■ BRIEF
Search the records for "their" and copy each line that holds it.

■ DATA SUPPLIED
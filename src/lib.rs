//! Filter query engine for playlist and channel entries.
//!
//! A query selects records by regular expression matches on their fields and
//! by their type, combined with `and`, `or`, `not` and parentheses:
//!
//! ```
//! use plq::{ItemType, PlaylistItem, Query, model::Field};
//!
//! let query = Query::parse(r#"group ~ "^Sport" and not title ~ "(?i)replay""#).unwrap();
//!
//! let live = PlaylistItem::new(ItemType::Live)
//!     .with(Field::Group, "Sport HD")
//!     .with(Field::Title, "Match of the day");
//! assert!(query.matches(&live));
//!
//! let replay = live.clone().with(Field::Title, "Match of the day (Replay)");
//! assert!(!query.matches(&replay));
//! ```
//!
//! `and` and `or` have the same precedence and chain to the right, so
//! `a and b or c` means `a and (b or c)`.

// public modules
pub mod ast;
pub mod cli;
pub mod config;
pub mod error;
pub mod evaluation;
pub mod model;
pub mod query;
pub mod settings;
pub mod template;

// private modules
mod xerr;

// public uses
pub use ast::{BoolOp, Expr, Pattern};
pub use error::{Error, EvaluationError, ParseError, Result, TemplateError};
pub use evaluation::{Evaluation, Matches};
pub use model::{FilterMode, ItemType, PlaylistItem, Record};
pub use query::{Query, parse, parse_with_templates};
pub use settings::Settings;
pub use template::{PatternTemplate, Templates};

■ WRITTEN SOLUTION
//! A query selects records by regular expression matches on their fields and
//! by their type, combined with `and`, `or`, `not` and parentheses:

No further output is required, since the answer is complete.